By Guest Writer on July 2, 2020

tb behaviour change kenya

In the last twenty years, an explosion of research in the social sciences has demonstrated that seemingly small changes in the decision environment, such as a change in the way information is framed, or a change in the default, can result in large changes in behavior.

Keheala was built from the ground-up with behavior change in-mind – the technology and functionality was selected in support of behavior change, not the other way around.

We focus on the use of such “nudges”, as they’re often called, particularly for more effectively promoting prosocial behavior. The key elements of our approach are to increase accountability, decrease plausible deniability, and communicate expectations. Specifically, adherence is re-framed as a public good, norms are established and observability around an individual’s daily adherence is increased, in an anonymous way, because people are more likely to complete an expected behavior when they know others are watching.

These are not ‘add-on’ features or post hoc modifications to the messaging, rather, these integrated principles are the reason for the platform. Technology offers tremendous benefits as we seek to reach the masses, but providing access, by itself, does not address community stigmas, burdensome treatment protocols, healthcare resource shortages or a general lack of information, motivation and support.

Our Results with Tuberculosis

The hardest part of curing tuberculosis is getting patients to take all their pills every day for at least six months. Typically, this is done through “directly observed therapy,” or D.O.T., in which patients must swallow their pills in front of a trained caretaker every day.

We recently ran a randomized control trial with 17 health care clinics in Nairobi, Kenya. 569 patients who participated in the intervention, and 535 patients in the control group who did not use the mobile digital program. Our results were impressive. Only 4 percent of the patients in the Keheala program had bad outcomes – death, failed treatment, or loss to follow up – compared to 13 percent in the control group: a 68% reduction.

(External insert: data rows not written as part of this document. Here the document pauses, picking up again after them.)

// tests/delegated_judgment.rs
//
// Pipeline cycles with language-model judgments replaced by a scripted client.

use std::future::Future;
use std::pin::Pin;
use std::sync::Arc;

use async_trait::async_trait;
use chrono::{DateTime, TimeZone, Utc};
use serde_json::{json, Value};

use upgrade_monitor::analyze::ai_adapter::{AiClient, DynAiClient};
use upgrade_monitor::analyze::{DelegatedOracle, DelegatedVerifier};
use upgrade_monitor::ingest::config::{ProjectConfig, SourceRegistry};
use upgrade_monitor::ingest::types::{RawEvent, SourceKind, Watcher, WatcherId};
use upgrade_monitor::model::UpgradeStatus;
use upgrade_monitor::notify::NotifierMux;
use upgrade_monitor::store::{CursorStore, MemoryCursorStore, MemoryOutputStore, OutputStore};
use upgrade_monitor::{Pipeline, PipelineConfig};

/// Relevance: only texts mentioning "mainnet". Verification: confirmed live.
struct Scripted;

impl AiClient for Scripted {
    fn judge<'a>(
        &'a self,
        system: &'a str,
        prompt: &'a str,
    ) -> Pin<Box<dyn Future<Output = Option<Value>> + Send + 'a>> {
        let out = if system.starts_with("You classify") {
            if prompt.contains("mainnet") {
                json!({
                    "is_relevant": true,
                    "affected_subtypes": [
                        {"subtype_code": "payments", "impact_type": "modified",
                         "quote": "gas costs drop", "confidence": 0.9},
                        {"subtype_code": "payments", "impact_type": "removed", "quote": ""},
                        {"subtype_code": "memes", "impact_type": "introduced", "quote": "wow"}
                    ]
                })
            } else {
                json!({"is_relevant": false, "affected_subtypes": []})
            }
        } else {
            json!({
                "tier": "confirmed_live",
                "status_detected": "deployed_mainnet",
                "reasoning": "Live on mainnet with success phrasing."
            })
        };
        Box::pin(async move { Some(out) })
    }

    fn provider_name(&self) -> &'static str {
        "scripted"
    }
}

/// Client that never produces an answer (provider down, limit reached).
struct Silent;

impl AiClient for Silent {
    fn judge<'a>(
        &'a self,
        _system: &'a str,
        _prompt: &'a str,
    ) -> Pin<Box<dyn Future<Output = Option<Value>> + Send + 'a>> {
        Box::pin(async { None })
    }

    fn provider_name(&self) -> &'static str {
        "silent"
    }
}

struct Posts(WatcherId, Vec<RawEvent>);

#[async_trait]
impl Watcher for Posts {
    fn id(&self) -> &WatcherId {
        &self.0
    }
    fn kind(&self) -> SourceKind {
        SourceKind::Social
    }
    fn project(&self) -> &str {
        "arbitrum"
    }
    async fn poll(&self, cursor: Option<DateTime<Utc>>) -> Vec<RawEvent> {
        self.1
            .iter()
            .filter(|e| cursor.map_or(true, |c| e.timestamp > c))
            .cloned()
            .collect()
    }
}

fn posts() -> Vec<RawEvent> {
    let t = |h| Utc.with_ymd_and_hms(2024, 3, 14, h, 0, 0).unwrap();
    vec![
        RawEvent::new(
            "arbitrum",
            SourceKind::Social,
            "arbitrum",
            "ArbOS 20 Atlas is live on mainnet: gas costs drop with blobs",
            "https://x.com/arbitrum/status/1",
            t(9),
        ),
        RawEvent::new(
            "arbitrum",
            SourceKind::Social,
            "arbitrum",
            "Join our community call on Thursday",
            "https://x.com/arbitrum/status/2",
            t(10),
        ),
    ]
}

fn pipeline(
    client: DynAiClient,
    cursors: Arc<MemoryCursorStore>,
    output: Arc<MemoryOutputStore>,
) -> Pipeline {
    let mut reg = SourceRegistry::default();
    reg.projects.insert(
        "arbitrum".into(),
        ProjectConfig {
            name: "arbitrum".into(),
            networks: vec!["arbitrum-one".into(), "ethereum".into()],
            relevant_tokens: vec!["ARB".into()],
            ..Default::default()
        },
    );
    Pipeline::new(
        Arc::new(reg),
        vec![Arc::new(Posts(WatcherId::from("arbitrum_social"), posts()))],
        cursors,
        output,
        Arc::new(DelegatedOracle::new(client.clone())),
        Arc::new(DelegatedVerifier::new(client, 0.6)),
        Arc::new(NotifierMux::new()),
        PipelineConfig::default(),
    )
}

#[tokio::test]
async fn quoted_claims_survive_into_the_record() {
    let cursors = Arc::new(MemoryCursorStore::new());
    let output = Arc::new(MemoryOutputStore::new());
    let report = pipeline(Arc::new(Scripted), cursors.clone(), output.clone())
        .run_cycle()
        .await;
    assert_eq!(report.relevant, 1);
    assert_eq!(report.inserted, 1);

    let all = output.all().await;
    let rec = &all[0];
    assert_eq!(rec.network, "arbitrum-one");
    assert_eq!(rec.status, UpgradeStatus::DeployedMainnet);
    assert_eq!(rec.confidence, 1.0);
    assert_eq!(rec.reasoning, "Live on mainnet with success phrasing.");
    assert_eq!(rec.affected_subtypes.len(), 1);
    assert_eq!(rec.affected_subtypes[0].subtype_code, "payments");
    assert_eq!(rec.affected_subtypes[0].reason, "gas costs drop");
}

#[tokio::test]
async fn unavailable_judgment_stores_nothing_but_still_advances() {
    let cursors = Arc::new(MemoryCursorStore::new());
    let output = Arc::new(MemoryOutputStore::new());
    let report = pipeline(Arc::new(Silent), cursors.clone(), output.clone())
        .run_cycle()
        .await;
    assert_eq!(report.events, 2);
    assert_eq!(report.relevant, 0);
    assert!(output.all().await.is_empty());
    assert_eq!(
        cursors.get(&WatcherId::from("arbitrum_social")).await,
        Some(Utc.with_ymd_and_hms(2024, 3, 14, 10, 0, 0).unwrap())
    );
}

To the best of our knowledge, Keheala is the only digital adherence solution that has rigorously demonstrated improved health outcomes in TB. Our results were so promising that USAID’s Development Innovation Ventures invested $600,000 in Keheala to expand its trial to over 17,000 Kenyans in eight counties.

Our Approach to TB Treatment

To achieve these aims, we utilize Keheala’s two-way mHealth platform whose key features are daily self-verification, follow-up from live supporters in the event that individuals do not verify after multiple reminders, and occasional normative, motivational messaging.

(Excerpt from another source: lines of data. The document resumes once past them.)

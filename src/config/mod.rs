// src/config/mod.rs
pub mod ai;
pub mod monitor;

pub use ai::AiConfig;
pub use monitor::MonitorConfig;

While healthcare providers can access a web-dashboard and certain reminders are sent across SMS, the majority of interactions occur across a USSD platform that is accessible from 99% of all phones, including basic feature phones, without download.

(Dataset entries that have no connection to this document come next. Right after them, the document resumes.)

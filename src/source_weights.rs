//! # Source Weights
//!
//! Base trust weight per channel kind, used by the weighted verifier.
//!
//! - Loads from JSON (`config/source_weights.json`), keys are kind names
//!   (`feed`, `code_release`, `social`, case-insensitive; SCREAMING_SNAKE
//!   spellings accepted).
//! - Values are clamped to `[0.0, 1.0]`.
//! - Missing kinds keep their built-in default; a missing or unparseable
//!   file falls back to the defaults entirely.

use serde::Deserialize;
use std::{collections::HashMap, fs, path::Path};

use crate::ingest::types::SourceKind;
use crate::model::clamp01;

pub const DEFAULT_SOURCE_WEIGHTS_PATH: &str = "config/source_weights.json";

#[derive(Debug, Clone, PartialEq)]
pub struct SourceWeights {
    pub feed: f32,
    pub code_release: f32,
    pub social: f32,
}

impl Default for SourceWeights {
    fn default() -> Self {
        Self {
            feed: 0.40,
            code_release: 0.35,
            social: 0.25,
        }
    }
}

#[derive(Debug, Deserialize)]
struct SourceWeightsFile {
    #[serde(default)]
    weights: HashMap<String, f32>,
}

impl SourceWeights {
    pub fn weight_for(&self, kind: SourceKind) -> f32 {
        match kind {
            SourceKind::Feed => self.feed,
            SourceKind::CodeRelease => self.code_release,
            SourceKind::Social => self.social,
        }
    }

    /// Load configuration from a JSON file. Falls back to defaults on error.
    pub fn load_from_file<P: AsRef<Path>>(path: P) -> Self {
        let path = path.as_ref();
        match fs::read_to_string(path) {
            Ok(s) => Self::from_json(&s).unwrap_or_else(|e| {
                tracing::warn!(error = ?e, path = %path.display(), "bad source weights; using defaults");
                Self::default()
            }),
            Err(_) => Self::default(),
        }
    }

    pub fn from_json(s: &str) -> anyhow::Result<Self> {
        let file: SourceWeightsFile = serde_json::from_str(s)?;
        let mut out = Self::default();
        for (k, w) in file.weights {
            let w = clamp01(w);
            match normalize(&k).as_str() {
                "feed" | "blog" => out.feed = w,
                "code_release" | "github" | "release" => out.code_release = w,
                "social" | "x" => out.social = w,
                other => tracing::warn!(kind = other, "unknown source kind in weights; ignored"),
            }
        }
        Ok(out)
    }
}

fn normalize(s: &str) -> String {
    s.trim().to_ascii_lowercase().replace(['-', ' '], "_")
}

Importantly, the decision-architecture, made possible by the interplay between the real-time and interactive platform sessions, enhances the effectiveness of embedded behavioral strategies.

Next Up: Data-Driven Decision Support

Now that we have solved real-world challenges for our patients, we are able to pursue the next series of challenges enabled by access to data. For example, we have already piloted, internally, a differentiated-care product which predicts whether a patient will succeed or fail in their treatment six months later. We make this prediction with 95% accuracy today.

It can be used for decision support. Low-risk of failure patients can be given medication for longer periods of time and visit the facility less frequently while being remotely monitored and supported by Keheala.

The patients save money and time on travel and don’t need to miss work while the healthcare system can follow along remotely, focus on other patients who would benefit from additional in-person attention, all while decluttering health facilities and reducing the transmission of disease that can occur there.

These are two examples of how Keheala is working to expand healthcare access and improve treatment outcomes in resource-constrained settings but there are many more behavioral challenges throughout the patient care cascade we plan to address as well.

By Jon Rathauser and Erez Yoeli of Keheala.